Tenía razón Romani, es una estupidez, pero no es la única. “Cuatro encapuchados robaron 200.000 pesos en un supermercado”, dice el locutor del informativo, mientras se ven las imágenes que registraron las cámaras de la empresa de seguridad. Es difícil comprender cuál es el valor informativo de la difusión de esos materiales, que configuran los hechos delictivos como un espectáculo (y aun menos comprensible resulta que el Ministerio del Interior contribuya a esa lógica desde su comunicación institucional, en espacios como In fraganti).

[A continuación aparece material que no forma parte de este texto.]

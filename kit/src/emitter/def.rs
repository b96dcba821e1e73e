use unparser_core::Writer;

use super::{Emitter, RenderContext, Result, Slots, malformed};
use crate::ast::{Node, NodeKind};
use crate::token::Token;

/// `def name(params)`, the body, `end`.
pub(super) fn emit_def(e: &mut Emitter, ctx: &RenderContext<'_>) -> Result {
    let node = ctx.node();
    let name = node.name(0)?;
    e.out.token(&Token::Def);
    e.out.space();
    e.out.word(name);
    emit_signature(e, ctx, 1)
}

/// `def receiver.name(params)`, the body, `end`.
pub(super) fn emit_defs(e: &mut Emitter, ctx: &RenderContext<'_>) -> Result {
    let node = ctx.node();
    let singleton = node.required(0, "missing singleton receiver")?;
    let name = node.name(1)?;
    e.out.token(&Token::Def);
    e.out.space();
    e.visit_terminated(singleton, ctx)?;
    e.out.token(&Token::Dot);
    e.out.word(name);
    emit_signature(e, ctx, 2)
}

/// Parameters at `params`, then the body in the following slot.
fn emit_signature(e: &mut Emitter, ctx: &RenderContext<'_>, params: usize) -> Result {
    let node = ctx.node();
    let args = node.required(params, "missing parameter list")?;
    if args.kind() != NodeKind::Args {
        return Err(malformed(node, "parameters must be an args node"));
    }
    if !args.children().is_empty() {
        e.parentheses(|e| e.visit(args, ctx))?;
    }
    emit_definition_body(e, node.slot(params + 1)?, ctx)?;
    e.k_end()
}

/// A `rescue` or `ensure` body lays itself out against `def`/`end`.
fn emit_definition_body(e: &mut Emitter, body: Option<&Node>, ctx: &RenderContext<'_>) -> Result {
    match body {
        Some(body) if matches!(body.kind(), NodeKind::Rescue | NodeKind::Ensure) => e.visit(body, ctx),
        body => e.emit_body(body, ctx),
    }
}
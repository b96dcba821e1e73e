use unparser_core::Writer;

use super::{Emitter, RenderContext, Result, Slots, malformed};
use crate::ast::NodeKind;
use crate::token::Token;

/// `call do |params|`, the body, `end`.
pub(super) fn emit_block(e: &mut Emitter, ctx: &RenderContext<'_>) -> Result {
    let node = ctx.node();
    let call = node.required(0, "missing block call")?;
    let params = node.required(1, "missing block parameters")?;
    if params.kind() != NodeKind::Args {
        return Err(malformed(node, "block parameters must be an args node"));
    }

    e.visit(call, ctx)?;
    e.out.space();
    e.out.token(&Token::Do);
    if !params.children().is_empty() {
        e.out.space();
        e.out.token(&Token::Pipe);
        e.visit(params, ctx)?;
        e.out.token(&Token::Pipe);
    }
    e.emit_body(node.slot(2)?, ctx)?;
    e.k_end()
}
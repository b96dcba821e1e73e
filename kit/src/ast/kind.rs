use core::fmt;

macro_rules! node_kinds {
    ($( $(#[$meta:meta])* $variant:ident => $tag:literal, )*) => {
        /// Closed set of node kinds the unparser understands.
        ///
        /// Every variant carries the tag the external parser uses for it
        /// (`op_asgn`, `pair_rocket`, ...); see [`NodeKind::as_str`] and
        /// [`NodeKind::from_tag`].
        #[cfg_attr(feature = "serde", derive(serde::Serialize, serde::Deserialize))]
        #[derive(Debug, Clone, Copy, PartialEq, Eq, Hash, PartialOrd, Ord)]
        pub enum NodeKind {
            $(
                $(#[$meta])*
                #[cfg_attr(feature = "serde", serde(rename = $tag))]
                $variant,
            )*
        }

        impl NodeKind {
            /// Every kind, in declaration order.
            pub const ALL: &'static [NodeKind] = &[$(NodeKind::$variant,)*];

            /// The parser tag for this kind.
            pub const fn as_str(self) -> &'static str {
                match self {
                    $(NodeKind::$variant => $tag,)*
                }
            }

            /// Look a kind up by its parser tag.
            pub fn from_tag(tag: &str) -> Option<Self> {
                match tag {
                    $($tag => Some(NodeKind::$variant),)*
                    _ => None,
                }
            }
        }
    };
}

node_kinds! {
    // literals
    Int => "int",
    Float => "float",
    Str => "str",
    Sym => "sym",
    Nil => "nil",
    True => "true",
    False => "false",
    SelfRef => "self",

    // variables
    Lvar => "lvar",
    Ivar => "ivar",
    Gvar => "gvar",
    Cvar => "cvar",
    Const => "const",
    /// Top-level constant scope, the leading `::` of `::Foo`.
    Cbase => "cbase",

    // assignment
    Lvasgn => "lvasgn",
    Ivasgn => "ivasgn",
    Gvasgn => "gvasgn",
    Cvasgn => "cvasgn",
    /// `target op= value` for any binary operator.
    OpAsgn => "op_asgn",
    AndAsgn => "and_asgn",
    OrAsgn => "or_asgn",

    // collections
    Array => "array",
    Hash => "hash",
    PairRocket => "pair_rocket",
    PairColon => "pair_colon",

    // calls
    Send => "send",
    BlockPass => "block_pass",
    Splat => "splat",
    Block => "block",
    And => "and",
    Or => "or",

    // statements
    /// Implicit statement sequence, or a parenthesized group.
    Begin => "begin",
    /// Explicit `begin ... end` block.
    Kwbegin => "kwbegin",
    Ensure => "ensure",
    Rescue => "rescue",
    /// One `rescue` clause; only reachable through its enclosing `rescue`.
    Resbody => "resbody",

    // definitions
    Def => "def",
    Defs => "defs",

    // conditionals
    Case => "case",
    When => "when",

    // parameters
    Args => "args",
    Arg => "arg",
    Optarg => "optarg",
    Restarg => "restarg",
    Kwarg => "kwarg",
    Kwoptarg => "kwoptarg",
    Kwrestarg => "kwrestarg",
    Blockarg => "blockarg",
    /// Block-local name declared after `;` in block parameters.
    Shadowarg => "shadowarg",
    Mlhs => "mlhs",
    /// Parenthesized destructuring group inside a parameter list.
    ArgExpr => "arg_expr",
}

impl NodeKind {
    /// Plain variable assignments: `lvasgn`, `ivasgn`, `gvasgn`, `cvasgn`.
    pub const fn is_variable_assignment(self) -> bool {
        matches!(
            self,
            NodeKind::Lvasgn | NodeKind::Ivasgn | NodeKind::Gvasgn | NodeKind::Cvasgn
        )
    }
}

impl fmt::Display for NodeKind {
    fn fmt(&self, f: &mut fmt::Formatter<'_>) -> fmt::Result {
        f.write_str(self.as_str())
    }
}

#[cfg(test)]
mod tests {
    use super::*;

    #[test]
    fn tags_round_trip() {
        for kind in NodeKind::ALL {
            assert_eq!(NodeKind::from_tag(kind.as_str()), Some(*kind));
        }
    }

    #[test]
    fn unknown_tag() {
        assert_eq!(NodeKind::from_tag("while"), None);
    }
}
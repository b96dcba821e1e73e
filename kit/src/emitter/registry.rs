//! Node kind to renderer table.

use super::{
    Handler, argument, block, case, collection, def, literal, op_assign, rescue, send, statement,
    variable,
};
use crate::ast::{Node, NodeKind};

/// The renderer for `kind`, if the kind can be rendered on its own.
///
/// `resbody` is only rendered by its enclosing `rescue`, which picks the
/// clause form, and `cbase` only as the scope of a `const`.
pub(crate) fn handler(kind: NodeKind) -> Option<Handler> {
    use NodeKind::*;

    let handler: Handler = match kind {
        Int => literal::emit_int,
        Float => literal::emit_float,
        Str => literal::emit_str,
        Sym => literal::emit_sym,
        Nil | True | False | SelfRef => literal::emit_keyword,

        Lvar | Ivar | Gvar | Cvar => variable::emit_variable,
        Const => variable::emit_const,
        Lvasgn | Ivasgn | Gvasgn | Cvasgn => variable::emit_assignment,

        OpAsgn => op_assign::emit_op_assign,
        AndAsgn | OrAsgn => op_assign::emit_logical_assign,

        Array => collection::emit_array,
        Hash => collection::emit_hash,
        PairRocket => collection::emit_pair_rocket,
        PairColon => collection::emit_pair_colon,

        Send => send::emit_send,
        Splat => send::emit_splat,
        And | Or => send::emit_connective,
        Block => block::emit_block,

        Begin => statement::emit_begin,
        Kwbegin => statement::emit_kwbegin,
        Ensure => statement::emit_ensure,
        Rescue => rescue::emit_rescue,

        Def => def::emit_def,
        Defs => def::emit_defs,

        Case => case::emit_case,
        When => case::emit_when,

        Args => argument::emit_args,
        Arg | Shadowarg => argument::emit_name,
        Optarg => argument::emit_optarg,
        Restarg => argument::emit_restarg,
        Kwarg => argument::emit_kwarg,
        Kwoptarg => argument::emit_kwoptarg,
        Kwrestarg => argument::emit_kwrestarg,
        Blockarg => argument::emit_blockarg,
        BlockPass => argument::emit_block_pass,
        Mlhs => argument::emit_mlhs,
        ArgExpr => argument::emit_arg_expr,

        Resbody | Cbase => return None,
    };
    Some(handler)
}

/// Whether `node` renders as a self-delimiting expression.
///
/// Anything else is parenthesized where an operand or argument is expected.
pub(crate) fn is_terminated(node: &Node) -> bool {
    match node.kind() {
        kind if kind.is_variable_assignment() => false,
        NodeKind::OpAsgn
        | NodeKind::AndAsgn
        | NodeKind::OrAsgn
        | NodeKind::And
        | NodeKind::Or
        | NodeKind::Rescue => false,
        NodeKind::Send => send::is_terminated(node),
        _ => true,
    }
}

#[cfg(test)]
mod tests {
    use super::*;

    #[test]
    fn every_kind_but_clause_and_scope_has_a_renderer() {
        let missing: Vec<_> = NodeKind::ALL
            .iter()
            .copied()
            .filter(|kind| handler(*kind).is_none())
            .collect();
        assert_eq!(missing, vec![NodeKind::Cbase, NodeKind::Resbody]);
    }
}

• A fines de agosto, el periodista George Almendras fue entrevistado en el programa Suena tremendo, de El Espectador. Los conductores del programa, Diego Zas y Juanchi Hounie, lo consultaron por una de las coberturas informativas más polémicas de los últimos tiempos. Hace unos años, la hija de una familia de un barrio pobre de Montevideo murió por una infección respiratoria; a partir de un diagnóstico médico y un parte policial equivocados, varios periodistas, incluyendo a Almendras, responsabilizaron al padre de la bebé de un abuso sexual que no cometió, y eso le costó, entre otras cosas, que sus vecinos prendieran fuego su casa. El periodista se defendió diciendo que, además de los periodistas policiales involucrados, los respectivos mandos gerenciales de los canales resolvieron dar la noticia y que todo el procedimiento realizado “estaba dentro de las reglas del juego”. También esgrimió que los periodistas corren estos riesgos cuando están “en el campo de batalla” y advirtió que si esta profesión se manejara exclusivamente por el “espíritu del autocontrol” no habrían existido casos como el de Watergate. Más allá de Almendras, cuando aparecen estas discusiones de inmediato se empieza a plantear la necesidad de regular ciertas prácticas periodísticas o reformular la letra chica de los códigos de ética que rigen nuestra actividad. No digo que sea una mala opción, pero tiendo a pensar estos asuntos de una manera más llana, en línea con lo que planteaba Ryszard Kapusinski: “las malas personas no pueden ser buenas periodistas”. Es exactamente eso: no conocí a Walsh ni a Polosecki, y nunca hablé con Ragendorfer, pero cuando miro sus trabajos periodísticos me termino de convencer de que los hicieron buenos tipos.